The study included women who did not undergo bilateral oophorectomy, with no cognitive alterations, who did not present any neurological or degenerative diseases such as Parkinson’s, cerebrovascular accident (CVA), degenerative diseases of the spine, fractured limbs, painful processes or any other condition that could jeopardize the measurement of data identified by the researchers upon first contact or self-report by the participant. Seven women were excluded from the study because they were not able to answer the question regarding a complaint of vestibular/labyrinthine dysfunction, resulting in a final sample of 374 participants. The participants signed a clear and informed consent form of the research, according to the resolution 466/12 of the National Health Council.

Prior to the data collection, a pilot study was carried out to test variables and calibrate the interviewers.

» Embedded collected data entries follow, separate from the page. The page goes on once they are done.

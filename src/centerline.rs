//! Centerline construction: seed parsing, optional projection onto a plane,
//! spline fitting and uniform arc-length resampling.

use crate::error::InputError;
use crate::geometry::{EPSILON, Plane, Point3D, Vector3D};

/// Spline evaluations per control span used to measure arc length
const SAMPLES_PER_SPAN: usize = 32;

/// Ordered 3D polyline with at least two points
#[derive(Debug, Clone, PartialEq)]
pub struct Centerline {
    points: Vec<Point3D>,
}

impl Centerline {
    pub fn from_points(points: Vec<Point3D>) -> Result<Self, InputError> {
        if points.len() < 2 {
            return Err(InputError::TooFewPoints(points.len()));
        }
        Ok(Self { points })
    }

    pub fn points(&self) -> &[Point3D] {
        &self.points
    }

    pub fn len(&self) -> usize {
        self.points.len()
    }

    pub fn is_empty(&self) -> bool {
        self.points.is_empty()
    }

    pub fn first(&self) -> Point3D {
        self.points[0]
    }

    pub fn last(&self) -> Point3D {
        self.points[self.points.len() - 1]
    }

    /// Total polyline length
    pub fn length(&self) -> f64 {
        self.points.windows(2).map(|w| (w[1] - w[0]).norm()).sum()
    }

    /// Mean distance between consecutive points
    pub fn mean_segment_length(&self) -> f64 {
        self.length() / (self.points.len() - 1) as f64
    }
}

/// Parse a flat `x, y, z, x, y, z, ...` list into points
pub fn parse_seeds(flat: &[f32]) -> Result<Vec<Point3D>, InputError> {
    if flat.len() % 3 != 0 {
        return Err(InputError::MalformedSeeds(flat.len()));
    }
    let points: Vec<Point3D> = flat
        .chunks_exact(3)
        .map(|c| Point3D::new(c[0] as f64, c[1] as f64, c[2] as f64))
        .collect();
    if points.len() < 2 {
        return Err(InputError::TooFewPoints(points.len()));
    }
    if let Some(index) = points.iter().position(|p| !p.coords.iter().all(|v| v.is_finite())) {
        return Err(InputError::NonFiniteCoordinate(index));
    }
    Ok(points)
}

/// Builds a resampled centerline from control points
#[derive(Debug, Clone, Copy)]
pub struct CenterlineBuilder {
    resolution: usize,
    projection: Option<Plane>,
}

impl CenterlineBuilder {
    pub fn new(resolution: usize) -> Self {
        Self {
            resolution,
            projection: None,
        }
    }

    /// Project every control point onto `plane` before fitting
    pub fn with_projection(mut self, plane: Plane) -> Self {
        self.projection = Some(plane);
        self
    }

    /// Fit a spline through `seeds` and resample it to exactly `resolution`
    /// points, uniformly spaced by arc length.
    ///
    /// The first and last output points are the first and last (projected)
    /// control points.
    pub fn build(&self, seeds: &[Point3D]) -> Result<Centerline, InputError> {
        if self.resolution < 2 {
            return Err(InputError::InvalidResolution(self.resolution as u32));
        }
        if seeds.len() < 2 {
            return Err(InputError::TooFewPoints(seeds.len()));
        }

        let mut controls: Vec<Point3D> = Vec::with_capacity(seeds.len());
        for seed in seeds {
            let point = match &self.projection {
                Some(plane) => plane.project(seed),
                None => *seed,
            };
            // repeated control points have no chord length to parametrize
            if controls.last().is_none_or(|last| (point - last).norm() > EPSILON) {
                controls.push(point);
            }
        }
        if controls.len() < 2 {
            return Err(InputError::DegenerateCenterline);
        }

        let spline = NaturalSpline::fit(&controls);
        let dense = spline.tabulate(SAMPLES_PER_SPAN);
        let points = resample_by_arc_length(&dense, self.resolution);
        log::debug!(
            "Centerline: {} control points -> {} samples (projected: {})",
            controls.len(),
            points.len(),
            self.projection.is_some()
        );

        Centerline::from_points(points)
    }
}

/// Natural cubic spline through 3D points, parametrized by chord length
struct NaturalSpline {
    knots: Vec<f64>,
    points: Vec<Point3D>,
    second_derivatives: Vec<Vector3D>,
}

impl NaturalSpline {
    fn fit(points: &[Point3D]) -> Self {
        let n = points.len();
        let mut knots = Vec::with_capacity(n);
        knots.push(0.0);
        for w in points.windows(2) {
            let last = knots[knots.len() - 1];
            knots.push(last + (w[1] - w[0]).norm());
        }

        let mut second_derivatives = vec![Vector3D::zeros(); n];
        if n > 2 {
            // Thomas algorithm on the interior equations, natural end conditions
            let m = n - 2;
            let mut diag = vec![0.0; m];
            let mut upper = vec![0.0; m];
            let mut rhs = vec![Vector3D::zeros(); m];
            for i in 1..n - 1 {
                let h0 = knots[i] - knots[i - 1];
                let h1 = knots[i + 1] - knots[i];
                let slope0 = (points[i] - points[i - 1]) / h0;
                let slope1 = (points[i + 1] - points[i]) / h1;
                diag[i - 1] = 2.0 * (h0 + h1);
                upper[i - 1] = h1;
                rhs[i - 1] = (slope1 - slope0) * 6.0;
            }
            for k in 1..m {
                let lower = knots[k + 1] - knots[k];
                let factor = lower / diag[k - 1];
                diag[k] -= factor * upper[k - 1];
                let prev = rhs[k - 1];
                rhs[k] -= prev * factor;
            }
            second_derivatives[m] = rhs[m - 1] / diag[m - 1];
            for k in (0..m - 1).rev() {
                second_derivatives[k + 1] = (rhs[k] - second_derivatives[k + 2] * upper[k]) / diag[k];
            }
        }

        Self {
            knots,
            points: points.to_vec(),
            second_derivatives,
        }
    }

    fn evaluate_span(&self, span: usize, t: f64) -> Point3D {
        let h = self.knots[span + 1] - self.knots[span];
        let a = (self.knots[span + 1] - t) / h;
        let b = (t - self.knots[span]) / h;
        let linear = self.points[span].coords * a + self.points[span + 1].coords * b;
        let curvature = (self.second_derivatives[span] * (a * a * a - a)
            + self.second_derivatives[span + 1] * (b * b * b - b))
            * (h * h / 6.0);
        Point3D::from(linear + curvature)
    }

    /// Dense polyline through the spline, control points included exactly
    fn tabulate(&self, samples_per_span: usize) -> Vec<Point3D> {
        let spans = self.points.len() - 1;
        let mut dense = Vec::with_capacity(spans * samples_per_span + 1);
        for span in 0..spans {
            dense.push(self.points[span]);
            let (t0, t1) = (self.knots[span], self.knots[span + 1]);
            for k in 1..samples_per_span {
                let t = t0 + (t1 - t0) * k as f64 / samples_per_span as f64;
                dense.push(self.evaluate_span(span, t));
            }
        }
        dense.push(self.points[spans]);
        dense
    }
}

/// `count` points evenly spaced along the arc length of `polyline`
fn resample_by_arc_length(polyline: &[Point3D], count: usize) -> Vec<Point3D> {
    let mut cumulative = Vec::with_capacity(polyline.len());
    cumulative.push(0.0);
    for w in polyline.windows(2) {
        let last = cumulative[cumulative.len() - 1];
        cumulative.push(last + (w[1] - w[0]).norm());
    }
    let total = cumulative[cumulative.len() - 1];

    let mut resampled = Vec::with_capacity(count);
    let mut segment = 0;
    for j in 0..count {
        let target = total * j as f64 / (count - 1) as f64;
        while segment + 2 < polyline.len() && cumulative[segment + 1] < target {
            segment += 1;
        }
        let span = cumulative[segment + 1] - cumulative[segment];
        let t = if span > 0.0 {
            ((target - cumulative[segment]) / span).clamp(0.0, 1.0)
        } else {
            0.0
        };
        let a = polyline[segment];
        let b = polyline[segment + 1];
        resampled.push(a + (b - a) * t);
    }

    resampled[0] = polyline[0];
    resampled[count - 1] = polyline[polyline.len() - 1];
    resampled
}

#[cfg(test)]
mod tests {
    use super::*;

    fn seeds() -> Vec<Point3D> {
        vec![
            Point3D::new(0.0, 0.0, 0.0),
            Point3D::new(10.0, 5.0, 2.0),
            Point3D::new(20.0, 0.0, 4.0),
            Point3D::new(30.0, -5.0, 1.0),
        ]
    }

    #[test]
    fn test_parse_seeds() {
        let points = parse_seeds(&[0.0, 1.0, 2.0, 3.0, 4.0, 5.0]).unwrap();
        assert_eq!(points, vec![Point3D::new(0.0, 1.0, 2.0), Point3D::new(3.0, 4.0, 5.0)]);

        assert_eq!(parse_seeds(&[0.0, 1.0]), Err(InputError::MalformedSeeds(2)));
        assert_eq!(parse_seeds(&[0.0, 1.0, 2.0]), Err(InputError::TooFewPoints(1)));
        assert_eq!(
            parse_seeds(&[0.0, 1.0, 2.0, f32::NAN, 0.0, 0.0]),
            Err(InputError::NonFiniteCoordinate(1))
        );
    }

    #[test]
    fn test_resolution_and_endpoints() {
        let seeds = seeds();
        for resolution in [2, 3, 10, 257] {
            let centerline = CenterlineBuilder::new(resolution).build(&seeds).unwrap();
            assert_eq!(centerline.len(), resolution);
            assert!((centerline.first() - seeds[0]).norm() < 1e-12);
            assert!((centerline.last() - seeds[3]).norm() < 1e-12);
        }
    }

    #[test]
    fn test_uniform_arc_length() {
        let centerline = CenterlineBuilder::new(50).build(&seeds()).unwrap();
        let mean = centerline.mean_segment_length();
        for w in centerline.points().windows(2) {
            let d = (w[1] - w[0]).norm();
            assert!((d - mean).abs() / mean < 0.02, "segment {d} vs mean {mean}");
        }
    }

    #[test]
    fn test_spline_passes_through_controls() {
        let seeds = seeds();
        let spline = NaturalSpline::fit(&seeds);
        let dense = spline.tabulate(8);
        for (i, seed) in seeds.iter().enumerate() {
            assert!((dense[i * 8] - seed).norm() < 1e-12);
        }
        // interior evaluation at a knot matches the control point too
        let at_knot = spline.evaluate_span(1, spline.knots[2]);
        assert!((at_knot - seeds[2]).norm() < 1e-9);
    }

    #[test]
    fn test_two_points_is_straight() {
        let seeds = [Point3D::new(0.0, 0.0, 0.0), Point3D::new(9.0, 0.0, 0.0)];
        let centerline = CenterlineBuilder::new(10).build(&seeds).unwrap();
        for (i, p) in centerline.points().iter().enumerate() {
            assert!((p - Point3D::new(i as f64, 0.0, 0.0)).norm() < 1e-9);
        }
        assert!((centerline.mean_segment_length() - 1.0).abs() < 1e-9);
    }

    #[test]
    fn test_projection() {
        let plane = Plane::new(Point3D::new(0.0, -3.0, 0.0), Vector3D::new(0.0, -1.0, 0.0)).unwrap();
        let centerline = CenterlineBuilder::new(20)
            .with_projection(plane)
            .build(&seeds())
            .unwrap();

        assert!(centerline.points().iter().all(|p| (p.y + 3.0).abs() < 1e-9));
        assert!((centerline.first() - Point3D::new(0.0, -3.0, 0.0)).norm() < 1e-12);
        assert!((centerline.last() - Point3D::new(30.0, -3.0, 1.0)).norm() < 1e-12);
    }

    #[test]
    fn test_degenerate_seeds() {
        let same = [Point3D::new(1.0, 1.0, 1.0); 3];
        assert_eq!(
            CenterlineBuilder::new(5).build(&same),
            Err(InputError::DegenerateCenterline)
        );

        // collapses after projection along the line direction
        let plane = Plane::new(Point3D::origin(), Vector3D::x()).unwrap();
        let seeds = [Point3D::new(0.0, 1.0, 1.0), Point3D::new(5.0, 1.0, 1.0)];
        assert_eq!(
            CenterlineBuilder::new(5).with_projection(plane).build(&seeds),
            Err(InputError::DegenerateCenterline)
        );
        assert_eq!(
            CenterlineBuilder::new(1).build(&seeds),
            Err(InputError::InvalidResolution(1))
        );
    }
}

Next, an evaluation of the participants was carried out based on a structured questionnaire, where information on age (years), ethnicity/color (white, pardo or black), years of education (up to seven years of education, more than seven and less than eleven years of education, eleven or more years of education), marital status (stable union or not) and household income (less than three minimum wages, equal to or greater than three minimum wages) were collected. The minimum wage was fixed on an amount of R$678.00. Information was obtained by participants’ self-reporting.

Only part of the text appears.